Si Candice Bergen à déjà été kidnappée, le jeune acteur Simon Harrison, le sera à son tour de nouveau, avec sœur et mère, dans Intervention Delta (Sky Riders, 1976) de Douglas Hickox. Pour accompagner ses images majestueuses, John Milius demande à Jerry Goldsmith de composer une partition dans l’esprit de celle de Maurice Jarre pour Lawrence d’Arabie. Goldsmith s’exécute, mais avec son immense talent, il va aller plus loin en livrant une partition somptueuse, l’une de ses plus belles, un bonheur. Renforçant et propulsant le film vers une dimension mythique.

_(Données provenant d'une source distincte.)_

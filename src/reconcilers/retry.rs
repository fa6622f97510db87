// Copyright (c) 2025 Erick Bourgeois, firestoned
// SPDX-License-Identifier: MIT

//! Retry logic for control-plane calls and DNS consistency checks.
//!
//! Two backoff policies live here:
//!
//! - [`ExponentialBackoff`] for control-plane HTTP calls: transient errors (429, 5xx,
//!   connection failures) are retried with exponential backoff, permanent errors fail fast.
//! - [`ConstantBackoff`] for consistency checks: a bounded number of full attempts with a
//!   constant delay, because authoritative DNS propagation lag is expected and benign.

use rand::Rng;
use reqwest::StatusCode;
use std::future::Future;
use std::time::{Duration, Instant};
use tracing::{debug, error, warn};

use crate::dns_errors::ControlPlaneError;

/// Initial retry interval for control-plane calls (50ms)
const HTTP_INITIAL_INTERVAL_MILLIS: u64 = 50;

/// Maximum interval between control-plane retries (10 seconds)
const HTTP_MAX_INTERVAL_SECS: u64 = 10;

/// Maximum total time spent retrying a control-plane call (2 minutes)
const HTTP_MAX_ELAPSED_TIME_SECS: u64 = 120;

/// Backoff multiplier (exponential growth factor)
const BACKOFF_MULTIPLIER: f64 = 2.0;

/// Randomization factor to prevent thundering herd (±10%)
const RANDOMIZATION_FACTOR: f64 = 0.1;

/// Simple exponential backoff implementation.
///
/// Provides exponential backoff with randomization (jitter) to prevent thundering herd.
pub struct ExponentialBackoff {
    /// Current interval duration
    pub current_interval: Duration,
    /// Initial interval duration
    pub initial_interval: Duration,
    /// Maximum interval duration
    pub max_interval: Duration,
    /// Maximum total elapsed time
    pub max_elapsed_time: Option<Duration>,
    /// Backoff multiplier (typically 2.0 for doubling)
    pub multiplier: f64,
    /// Randomization factor (e.g., 0.1 for ±10%)
    pub randomization_factor: f64,
    start_time: Instant,
}

impl ExponentialBackoff {
    fn new(
        initial_interval: Duration,
        max_interval: Duration,
        max_elapsed_time: Option<Duration>,
        multiplier: f64,
        randomization_factor: f64,
    ) -> Self {
        Self {
            current_interval: initial_interval,
            initial_interval,
            max_interval,
            max_elapsed_time,
            multiplier,
            randomization_factor,
            start_time: Instant::now(),
        }
    }

    /// Get the next backoff interval, or None if max elapsed time exceeded.
    pub fn next_backoff(&mut self) -> Option<Duration> {
        if let Some(max_elapsed) = self.max_elapsed_time {
            if self.start_time.elapsed() >= max_elapsed {
                return None;
            }
        }

        let interval = self.current_interval;
        let jittered = self.apply_jitter(interval);

        let next = interval.as_secs_f64() * self.multiplier;
        self.current_interval = Duration::from_secs_f64(next).min(self.max_interval);

        Some(jittered)
    }

    fn apply_jitter(&self, interval: Duration) -> Duration {
        if self.randomization_factor == 0.0 {
            return interval;
        }

        let secs = interval.as_secs_f64();
        let delta = secs * self.randomization_factor;
        let min = secs - delta;
        let max = secs + delta;

        let mut rng = rand::thread_rng();
        let jittered = rng.gen_range(min..=max);

        Duration::from_secs_f64(jittered.max(0.0))
    }
}

/// Create exponential backoff configuration for control-plane HTTP retries.
///
/// # Configuration
///
/// - **Initial interval**: 50ms
/// - **Max interval**: 10 seconds
/// - **Max elapsed time**: 2 minutes total
/// - **Multiplier**: 2.0 (exponential growth)
/// - **Randomization**: ±10% (prevents thundering herd)
#[must_use]
pub fn http_backoff() -> ExponentialBackoff {
    ExponentialBackoff::new(
        Duration::from_millis(HTTP_INITIAL_INTERVAL_MILLIS),
        Duration::from_secs(HTTP_MAX_INTERVAL_SECS),
        Some(Duration::from_secs(HTTP_MAX_ELAPSED_TIME_SECS)),
        BACKOFF_MULTIPLIER,
        RANDOMIZATION_FACTOR,
    )
}

/// Determine if an HTTP status code is retryable.
///
/// # Retryable Status Codes
///
/// - **429** (Too Many Requests) - Rate limiting
/// - **500** (Internal Server Error) - Server error
/// - **502** (Bad Gateway) - Proxy/gateway error
/// - **503** (Service Unavailable) - Temporary unavailability
/// - **504** (Gateway Timeout) - Gateway timeout
#[must_use]
pub fn is_retryable_http_status(status: StatusCode) -> bool {
    matches!(
        status,
        StatusCode::TOO_MANY_REQUESTS
            | StatusCode::INTERNAL_SERVER_ERROR
            | StatusCode::BAD_GATEWAY
            | StatusCode::SERVICE_UNAVAILABLE
            | StatusCode::GATEWAY_TIMEOUT
    )
}

/// Retry a control-plane call with exponential backoff.
///
/// Retries while [`ControlPlaneError::is_transient`] holds and the backoff allows it;
/// permanent errors are returned immediately.
///
/// # Errors
///
/// Returns the last error once retries are exhausted, or the first permanent error.
pub async fn retry_control_plane_call<T, F, Fut>(
    mut operation: F,
    operation_name: &str,
) -> Result<T, ControlPlaneError>
where
    F: FnMut() -> Fut,
    Fut: Future<Output = Result<T, ControlPlaneError>>,
{
    let mut backoff = http_backoff();
    let start_time = Instant::now();
    let mut attempt = 0;

    loop {
        attempt += 1;

        match operation().await {
            Ok(value) => {
                if attempt > 1 {
                    debug!(
                        operation = operation_name,
                        attempt = attempt,
                        elapsed = ?start_time.elapsed(),
                        "Control plane call succeeded after retries"
                    );
                }
                return Ok(value);
            }
            Err(e) => {
                if !e.is_transient() {
                    error!(
                        operation = operation_name,
                        error = %e,
                        "Non-retryable control plane error, failing immediately"
                    );
                    return Err(e);
                }

                if let Some(duration) = backoff.next_backoff() {
                    warn!(
                        operation = operation_name,
                        attempt = attempt,
                        retry_after = ?duration,
                        error = %e,
                        "Retryable control plane error, will retry"
                    );
                    tokio::time::sleep(duration).await;
                } else {
                    error!(
                        operation = operation_name,
                        attempt = attempt,
                        elapsed = ?start_time.elapsed(),
                        error = %e,
                        "Backoff exhausted, giving up"
                    );
                    return Err(e);
                }
            }
        }
    }
}

/// Bounded constant backoff used by the consistency check.
#[derive(Debug, Clone, PartialEq, Eq)]
pub struct ConstantBackoff {
    /// Delay between two attempts
    pub interval: Duration,
    /// Maximum number of attempts (including the first one)
    pub max_attempts: u32,
    attempts_made: u32,
}

impl ConstantBackoff {
    #[must_use]
    pub fn new(interval: Duration, max_attempts: u32) -> Self {
        Self {
            interval,
            max_attempts: max_attempts.max(1),
            attempts_made: 0,
        }
    }

    /// Register an attempt; returns the delay before the next one, or None if this
    /// was the last attempt allowed.
    pub fn next_backoff(&mut self) -> Option<Duration> {
        self.attempts_made += 1;
        if self.attempts_made >= self.max_attempts {
            None
        } else {
            Some(self.interval)
        }
    }

    /// Number of attempts registered so far.
    #[must_use]
    pub fn attempts_made(&self) -> u32 {
        self.attempts_made
    }
}

#[cfg(test)]
#[path = "retry_tests.rs"]
mod retry_tests;
use super::*;
use mf_core::GoalId;

fn sample_goal() -> Goal {
    Goal {
        id: GoalId::from_string("goal-abc123"),
        description: "Reverse the Q3 traffic drop\nwith a multi-channel push".to_string(),
        category: "seo".to_string(),
        priority: Priority::P1,
        created_at_ms: 1_700_000_000_000,
    }
}

#[tokio::test]
async fn write_then_read_goal_round_trips() {
    let dir = tempfile::tempdir().unwrap();
    let ws = Workspace::new(dir.path());
    let goal = sample_goal();
    ws.write_goal(&goal).await.unwrap();
    let read_back = ws.read_goal(&goal.id).await.unwrap();
    assert_eq!(read_back, goal);
}

#[tokio::test]
async fn goal_plan_round_trips_with_dependencies() {
    let dir = tempfile::tempdir().unwrap();
    let ws = Workspace::new(dir.path());
    let plan = GoalPlan {
        goal_id: GoalId::from_string("goal-abc123"),
        phases: vec![
            GoalPhase { skills: vec!["content-strategy".into()], parallel: false, depends_on_phase: None },
            GoalPhase {
                skills: vec!["copywriting".into(), "email-sequence".into()],
                parallel: true,
                depends_on_phase: Some(0),
            },
        ],
    };
    ws.write_goal_plan(&plan).await.unwrap();
    let read_back = ws.read_goal_plan(&plan.goal_id).await.unwrap();
    assert_eq!(read_back, plan);
}

#[tokio::test]
async fn missing_goal_is_not_found() {
    let dir = tempfile::tempdir().unwrap();
    let ws = Workspace::new(dir.path());
    let err = ws.read_goal(&GoalId::from_string("goal-missing")).await.unwrap_err();
    assert_eq!(err.code(), "NOT_FOUND");
}
use super::*;
use chrono::NaiveDateTime;

fn dt(s: &str) -> NaiveDateTime {
    NaiveDateTime::parse_from_str(s, "%Y-%m-%d %H:%M").expect("valid fixture datetime")
}

#[test]
fn star_matches_everything() {
    let f = parse_cron("* * * * *").unwrap();
    assert!(f.matches(dt("2026-02-16 06:00")));
    assert!(f.matches(dt("2026-07-04 23:59")));
}

#[test]
fn literal_minute_and_hour() {
    let f = parse_cron("0 6 * * *").unwrap();
    assert!(f.matches(dt("2026-02-16 06:00")));
    assert!(!f.matches(dt("2026-02-16 06:01")));
    assert!(!f.matches(dt("2026-02-16 07:00")));
}

#[test]
fn range_field() {
    let f = parse_cron("0 9-17 * * *").unwrap();
    assert!(f.matches(dt("2026-02-16 09:00")));
    assert!(f.matches(dt("2026-02-16 17:00")));
    assert!(!f.matches(dt("2026-02-16 18:00")));
    assert!(!f.matches(dt("2026-02-16 08:00")));
}

#[test]
fn step_field() {
    let f = parse_cron("*/15 * * * *").unwrap();
    assert!(f.matches(dt("2026-02-16 06:00")));
    assert!(f.matches(dt("2026-02-16 06:15")));
    assert!(f.matches(dt("2026-02-16 06:30")));
    assert!(!f.matches(dt("2026-02-16 06:10")));
}

#[test]
fn range_with_step() {
    let f = parse_cron("0-30/10 * * * *").unwrap();
    assert!(f.matches(dt("2026-02-16 06:00")));
    assert!(f.matches(dt("2026-02-16 06:10")));
    assert!(f.matches(dt("2026-02-16 06:20")));
    assert!(!f.matches(dt("2026-02-16 06:30")));
    assert!(!f.matches(dt("2026-02-16 06:05")));
}

#[test]
fn value_with_step_runs_to_field_max() {
    let f = parse_cron("5/20 * * * *").unwrap();
    assert!(f.matches(dt("2026-02-16 06:05")));
    assert!(f.matches(dt("2026-02-16 06:25")));
    assert!(f.matches(dt("2026-02-16 06:45")));
    assert!(!f.matches(dt("2026-02-16 06:06")));
}

#[test]
fn list_field() {
    let f = parse_cron("0 6,12,18 * * *").unwrap();
    assert!(f.matches(dt("2026-02-16 06:00")));
    assert!(f.matches(dt("2026-02-16 12:00")));
    assert!(f.matches(dt("2026-02-16 18:00")));
    assert!(!f.matches(dt("2026-02-16 09:00")));
}

#[test]
fn day_of_week_zero_and_seven_both_mean_sunday() {
    // 2026-02-15 is a Sunday.
    let f0 = parse_cron("0 6 * * 0").unwrap();
    let f7 = parse_cron("0 6 * * 7").unwrap();
    assert!(f0.matches(dt("2026-02-15 06:00")));
    assert!(f7.matches(dt("2026-02-15 06:00")));
    assert!(!f0.matches(dt("2026-02-16 06:00")));
}

#[test]
fn dom_and_dow_are_anded_not_ored() {
    // 2026-02-16 is a Monday, day-of-month 16.
    // This field set requires BOTH day-of-month==1 AND day-of-week==Monday.
    let f = parse_cron("0 6 1 * 1").unwrap();
    assert!(!f.matches(dt("2026-02-16 06:00")), "dom doesn't match even though dow does");
    assert!(!f.matches(dt("2026-03-01 06:00")), "dow doesn't match even though dom does (Sunday)");
    // 2026-06-01 is a Monday AND day-of-month 1: both match.
    assert!(f.matches(dt("2026-06-01 06:00")));
}

#[test]
fn malformed_expressions_are_rejected() {
    assert!(parse_cron("* * * *").is_err());
    assert!(parse_cron("60 * * * *").is_err());
    assert!(parse_cron("* 24 * * *").is_err());
    assert!(parse_cron("* * 0 * *").is_err());
    assert!(parse_cron("* * * 13 *").is_err());
    assert!(parse_cron("* * * * 8").is_err());
    assert!(parse_cron("*/0 * * * *").is_err());
    assert!(parse_cron(", * * * *").is_err());
}

#[test]
fn parse_error_carries_expression_and_field() {
    let err = parse_cron("* * * 13 *").unwrap_err();
    assert_eq!(err.expression, "* * * 13 *");
    assert_eq!(err.field, Some("month"));
}

#[test]
fn previous_match_walks_backward_across_days() {
    let f = parse_cron("0 6 * * *").unwrap();
    let before = dt("2026-02-16 10:00");
    let prev = previous_cron_match(&f, before, 31).unwrap();
    assert_eq!(prev, dt("2026-02-16 06:00"));
}

#[test]
fn previous_match_skips_to_an_earlier_day_when_today_has_no_match_yet() {
    let f = parse_cron("0 6 * * *").unwrap();
    let before = dt("2026-02-16 05:00"); // before today's 06:00 fire
    let prev = previous_cron_match(&f, before, 31).unwrap();
    assert_eq!(prev, dt("2026-02-15 06:00"));
}

#[test]
fn previous_match_returns_none_outside_lookback_window() {
    // Only fires on Feb 29 of a leap year; starting well after, with a short
    // lookback, there's no match.
    let f = parse_cron("0 0 29 2 *").unwrap();
    let before = dt("2026-06-01 00:00");
    assert!(previous_cron_match(&f, before, 30).is_none());
}

#[test]
fn next_match_scans_forward() {
    let f = parse_cron("0 6 * * *").unwrap();
    let after = dt("2026-02-16 06:00");
    let next = next_cron_match(&f, after).unwrap();
    assert_eq!(next, dt("2026-02-17 06:00"));
}

#[test]
fn next_match_same_day_later_hour() {
    let f = parse_cron("0 6,18 * * *").unwrap();
    let after = dt("2026-02-16 07:00");
    let next = next_cron_match(&f, after).unwrap();
    assert_eq!(next, dt("2026-02-16 18:00"));
}

#[test]
fn cron_matches_free_function_matches_method() {
    let f = parse_cron("0 6 * * *").unwrap();
    let t = dt("2026-02-16 06:00");
    assert_eq!(cron_matches(&f, t), f.matches(t));
}
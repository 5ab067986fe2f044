// SPDX-License-Identifier: MIT

//! ID generation abstractions.

/// Maximum byte length for an inline ID buffer.
pub const ID_MAX_LEN: usize = 40;

/// Returns a string slice truncated to at most `n` characters.
pub fn short(s: &str, n: usize) -> &str {
    if s.len() <= n {
        s
    } else {
        &s[..n]
    }
}

/// Fixed-size inline ID buffer. Always ≤ [`ID_MAX_LEN`] ASCII bytes, `Copy`.
#[derive(Clone, Copy, PartialEq, Eq)]
pub struct IdBuf {
    len: u8,
    buf: [u8; ID_MAX_LEN],
}

impl std::hash::Hash for IdBuf {
    fn hash<H: std::hash::Hasher>(&self, state: &mut H) {
        // Hash only the active bytes so it matches str::hash,
        // which is required for Borrow<str> HashMap lookups.
        self.as_str().hash(state);
    }
}

impl IdBuf {
    pub const fn empty() -> Self {
        Self { len: 0, buf: [0; ID_MAX_LEN] }
    }

    pub fn new(s: &str) -> Self {
        debug_assert!(
            s.len() <= ID_MAX_LEN,
            "ID exceeds {} bytes ({} bytes): {:?}",
            ID_MAX_LEN,
            s.len(),
            s,
        );
        let len = s.len().min(ID_MAX_LEN);
        let mut buf = [0u8; ID_MAX_LEN];
        buf[..len].copy_from_slice(&s.as_bytes()[..len]);
        Self { len: len as u8, buf }
    }

    pub fn as_str(&self) -> &str {
        // Invariant: only constructed from &str, always valid UTF-8.
        match std::str::from_utf8(&self.buf[..self.len as usize]) {
            Ok(s) => s,
            Err(_) => "",
        }
    }

    pub fn is_empty(&self) -> bool {
        self.len == 0
    }
}

impl std::borrow::Borrow<str> for IdBuf {
    fn borrow(&self) -> &str {
        self.as_str()
    }
}

impl std::fmt::Debug for IdBuf {
    fn fmt(&self, f: &mut std::fmt::Formatter<'_>) -> std::fmt::Result {
        write!(f, "{:?}", self.as_str())
    }
}

impl std::fmt::Display for IdBuf {
    fn fmt(&self, f: &mut std::fmt::Formatter<'_>) -> std::fmt::Result {
        f.write_str(self.as_str())
    }
}

impl serde::Serialize for IdBuf {
    fn serialize<S: serde::Serializer>(&self, serializer: S) -> Result<S::Ok, S::Error> {
        serializer.serialize_str(self.as_str())
    }
}

impl<'de> serde::Deserialize<'de> for IdBuf {
    fn deserialize<D: serde::Deserializer<'de>>(deserializer: D) -> Result<Self, D::Error> {
        let s = String::deserialize(deserializer)?;
        Ok(IdBuf::new(&s))
    }
}

/// Generate a random lowercase hex string of `n` characters.
pub fn random_hex(n: usize) -> String {
    const ALPHABET: [char; 16] =
        ['0', '1', '2', '3', '4', '5', '6', '7', '8', '9', 'a', 'b', 'c', 'd', 'e', 'f'];
    nanoid::nanoid!(n, &ALPHABET)
}

/// Generate a new random ID, with the type's fixed prefix, via nanoid.
///
/// All IDs generated through [`define_id!`] carry a short alphanumeric prefix
/// followed by a 19-character nanoid suffix (`{prefix}{nanoid}` shape;
/// see `define_id!` below).
#[macro_export]
macro_rules! define_id {
    (
        $(#[$meta:meta])*
        pub struct $name:ident($prefix:literal);
    ) => {
        $(#[$meta])*
        #[derive(Debug, Clone, Copy, PartialEq, Eq, Hash, serde::Serialize, serde::Deserialize)]
        #[serde(transparent)]
        pub struct $name(pub $crate::id::IdBuf);

        impl $name {
            pub const PREFIX: &'static str = $prefix;

            /// Generate a new random ID with the type prefix.
            pub fn new() -> Self {
                Self($crate::id::IdBuf::new(&format!(
                    "{}{}",
                    Self::PREFIX,
                    nanoid::nanoid!(19)
                )))
            }

            /// Create an ID from an existing string (for parsing/deserialization).
            pub fn from_string(id: impl AsRef<str>) -> Self {
                Self($crate::id::IdBuf::new(id.as_ref()))
            }

            pub fn as_str(&self) -> &str {
                self.0.as_str()
            }

            pub fn is_empty(&self) -> bool {
                self.0.is_empty()
            }
        }

        impl Default for $name {
            fn default() -> Self {
                Self::new()
            }
        }

        impl std::fmt::Display for $name {
            fn fmt(&self, f: &mut std::fmt::Formatter<'_>) -> std::fmt::Result {
                write!(f, "{}", self.0.as_str())
            }
        }

        impl From<&str> for $name {
            fn from(s: &str) -> Self {
                Self::from_string(s)
            }
        }

        impl From<String> for $name {
            fn from(s: String) -> Self {
                Self::from_string(s)
            }
        }
    };
}

#[cfg(test)]
#[path = "id_tests.rs"]
mod tests;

Le Lion et le vent, ne reçu pas l’accueil qu’il aurait mérité à l’époque, la personnalité controversée de Milius, sa participation à des films considérés (à tort) comme fasciste (L’Inspecteur Harry et sa suite Magnum Force) et ses provocations dans la presse, le disqualifient aux yeux d’une critique embuée par la bien-pensance. Aveuglement dommageable, qui les fit passer à côté d’un des plus beaux films d’aventures des années 70. John Milius ne retrouvera pas ce souffle épique dans la suite de sa carrière, même s’il connut quelques superbes réussites, Graffiti Party (Big Wednesday, 1978), sur le surf une de ses passions, ou Conan, le barbare (Conan the Barbaian, 1982). Il sombre dans la caricature avec L’Aube rouge (Red Dawn, 1984), histoire abracadabrantesque de l’invasion des Etats-Unis par l’Union soviétique.

Le Lion et le vent n’est ni plus ni moins que l’expression de la magie du cinéma dans toute sa splendeur.

Fernand Garcia

Le Lion et le vent, un somptueux combo (DVD et Blu-ray) des Editions Rimini, en HD. En suppléments : John Milius, la genèse d’un mythe: une présentation éclairante du film et de son cinéaste par Samuel Blumenfeld, journaliste au Monde (43 mn). Un commentaire audio consacré à la musique de Jerry Goldsmith (VOST) et réalisé par Yavar Moradi, Clark Douglas, Jens Dietrich et W. David Lichty, animateurs du podcast The Goldsmith Odyssey. Un commentaire audio illustré uniquement par les partitions musicales du film que les quatre fans de Goldsmith ont récupérés dans leurs archives. S’ajoute à ce formidable ensemble, un livre : John Milius, le prisonnier du désert de Stéphane Chevalier et Christophe Chavdia (116 pages).

Le Lion et le vent (The Wind and the Lion) un film John Milius avec Sean Connery, Candice Bergen, Brian Keith, John Huston, Geoffrey Lewis, Steve Kanaly, Vladek Sheybal, Deborah Baxter, Simon Harrison, Polly Gottesman, Roy Jenson… Directeur de la photographie : Billy Williams. Décors : Gil Parrondo. Effets spéciaux : Alex Welton. Coordination cascades : Terry Leonard. Montage : Robert L. Wolfe. Musique : Jerry Goldsmith. Producteur : Herb Jaffe. Production : Columbia Picture – Metro-Goldwyn-Mayer. Etats-Unis. 1975. 120 minutes. Metrocolor. Panavision anamorphique. Format image : 2,39:1. 16/9e. Son : Version originale avec ou sans sous-titres français et Version française. DTS-HD. Dolby Digital. Tous Publics.